BELİRTİLER ÇABUK YOK OLUYOR

- Mesela çocuk gelin meselesi çocukların istismarını kolaylaştırıyor olabilir mi?
Evet. Çünkü gelin dediğimiz zaman nasıl olsa evlendiler diye düşünülüyor. Gerçi o yaşlar resmi evlenme yaşı da değil ama baktığınız zaman bu kişi bunun kocası her türlü cinsel davranışta bulunabilir, yapabilir gözüyle bakıyor insanlar.
- Allah korusun ama çocuğumuzun başına böyle bir şey geldiğini hissettiğimizde ne yapmalıyız? Haklarımız neler?
Bir kere eğer çocuk bize bunu söylediyse çok şanslıyız. Çocuğu kıyafetlerini bile çıkarmadan karakola götürmeliyiz. Oradan da hastaneye götürülmeli. Çünkü bir takım belirtiler üç gün içinde yok olmaya başlıyor. Ve öyle bir noktaya geliyor ki sadece çocuğun sözü ve psikolojik yapısındaki değişiklik kalıyor.

YASALAR GÜNCELLENMELİ


- Peki bu süreçlerde çocuklar kollanıyor mu? Yeterli yetişmiş eleman var mı bu alanda?

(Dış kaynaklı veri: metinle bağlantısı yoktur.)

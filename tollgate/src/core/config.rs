//! Bucket parameters shared by every identifier in a store
//!
//! Misconfiguration is resolved here, once, at construction time: a zero,
//! negative or non-finite rate, a zero burst or a zero expiry falls back to
//! the documented default instead of failing individual requests later.

use std::time::Duration;

/// Refill rate used when none (or an invalid one) is configured
pub const DEFAULT_REFILL_RATE: f64 = 20.0;

/// Idle expiry used when none is configured
pub const DEFAULT_IDLE_EXPIRY: Duration = Duration::from_secs(3 * 60);

/// Process-wide token bucket parameters
///
/// - `refill_rate`: tokens added per second
/// - `burst_capacity`: maximum tokens a bucket holds, i.e. the largest burst
///   admitted with no delay between requests
/// - `idle_expiry`: how long an identifier may stay unused before its state
///   becomes eligible for reclamation
///
/// # Example
///
/// ```
/// use tollgate::BucketConfig;
/// use std::time::Duration;
///
/// // 5 requests per second, bursts of 10, forget clients after a minute
/// let config = BucketConfig::builder()
///     .refill_rate(5.0)
///     .burst_capacity(10)
///     .idle_expiry(Duration::from_secs(60))
///     .build();
///
/// assert_eq!(config.burst_capacity(), 10);
///
/// // Unset burst follows the rate
/// let config = BucketConfig::builder().refill_rate(7.6).build();
/// assert_eq!(config.burst_capacity(), 8);
/// ```
#[derive(Debug, Clone, Copy, PartialEq)]
pub struct BucketConfig {
    refill_rate: f64,
    burst_capacity: u32,
    idle_expiry: Duration,
}

impl BucketConfig {
    /// Resolves a configuration from raw values
    ///
    /// Pass `0` for any parameter to select its default.
    pub fn new(refill_rate: f64, burst_capacity: u32, idle_expiry: Duration) -> Self {
        let refill_rate = if refill_rate.is_finite() && refill_rate > 0.0 {
            refill_rate
        } else {
            DEFAULT_REFILL_RATE
        };

        let idle_expiry = if idle_expiry.is_zero() {
            DEFAULT_IDLE_EXPIRY
        } else {
            idle_expiry
        };

        let burst_capacity = if burst_capacity == 0 {
            burst_from_rate(refill_rate)
        } else {
            burst_capacity
        };

        BucketConfig {
            refill_rate,
            burst_capacity,
            idle_expiry,
        }
    }

    /// Creates a builder with every parameter unset
    pub fn builder() -> BucketConfigBuilder {
        BucketConfigBuilder::default()
    }

    pub fn refill_rate(&self) -> f64 {
        self.refill_rate
    }

    pub fn burst_capacity(&self) -> u32 {
        self.burst_capacity
    }

    pub fn idle_expiry(&self) -> Duration {
        self.idle_expiry
    }
}

impl Default for BucketConfig {
    fn default() -> Self {
        Self::new(0.0, 0, Duration::ZERO)
    }
}

fn burst_from_rate(rate: f64) -> u32 {
    // Saturating float-to-int cast; very small rates still admit one request
    (rate.round() as u32).max(1)
}

/// Builder for [`BucketConfig`]
///
/// Unset parameters resolve to their defaults in [`build`](Self::build).
#[derive(Debug, Clone, Copy, Default)]
pub struct BucketConfigBuilder {
    refill_rate: Option<f64>,
    burst_capacity: Option<u32>,
    idle_expiry: Option<Duration>,
}

impl BucketConfigBuilder {
    /// Set the number of tokens added per second
    pub fn refill_rate(mut self, rate: f64) -> Self {
        self.refill_rate = Some(rate);
        self
    }

    /// Set the maximum number of tokens a bucket can hold
    pub fn burst_capacity(mut self, burst: u32) -> Self {
        self.burst_capacity = Some(burst);
        self
    }

    /// Set how long an unused identifier is kept before reclamation
    pub fn idle_expiry(mut self, expiry: Duration) -> Self {
        self.idle_expiry = Some(expiry);
        self
    }

    /// Resolve defaults and build the configuration
    pub fn build(self) -> BucketConfig {
        BucketConfig::new(
            self.refill_rate.unwrap_or(0.0),
            self.burst_capacity.unwrap_or(0),
            self.idle_expiry.unwrap_or(Duration::ZERO),
        )
    }
}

Aslında kişi sayısında bir problem yok. Yöntemde problem var. Ama bu soruşturma ve kovuşturma aşaması o kadar uzun sürüyor ki, çocuk mutlaka mahkeme salonuna getiriliyor, sanıkla yüzleştiriliyor, tekrar muayeneye götürülüyor. Bunlar çocuğu yıpratıyor. Örneğin savcı iddianameyi veya mütalaayı okuyor. Çocuk baştan yaşamaya başlıyor herşeyi. En zor dava çocuk istismar davaları. Çünkü hayatında en büyük travmayı yaşayan bir çocuk var karşımızda.
- Son olarak şunu merak ediyorum, acaba yasalarımız bu konuda güncel mi yoksa güncellenmesi gerekiyor mu?
Güncellenmesi gereken çok tarafı var. Hapisle önüne geçilemiyor bu suçların. Ya kimyasal hadım yöntemi uygulanmalı ya da bu suçlular teşhir edilmeli. Böyle olursa aileler çocuklarını daha kolay koruyabilir.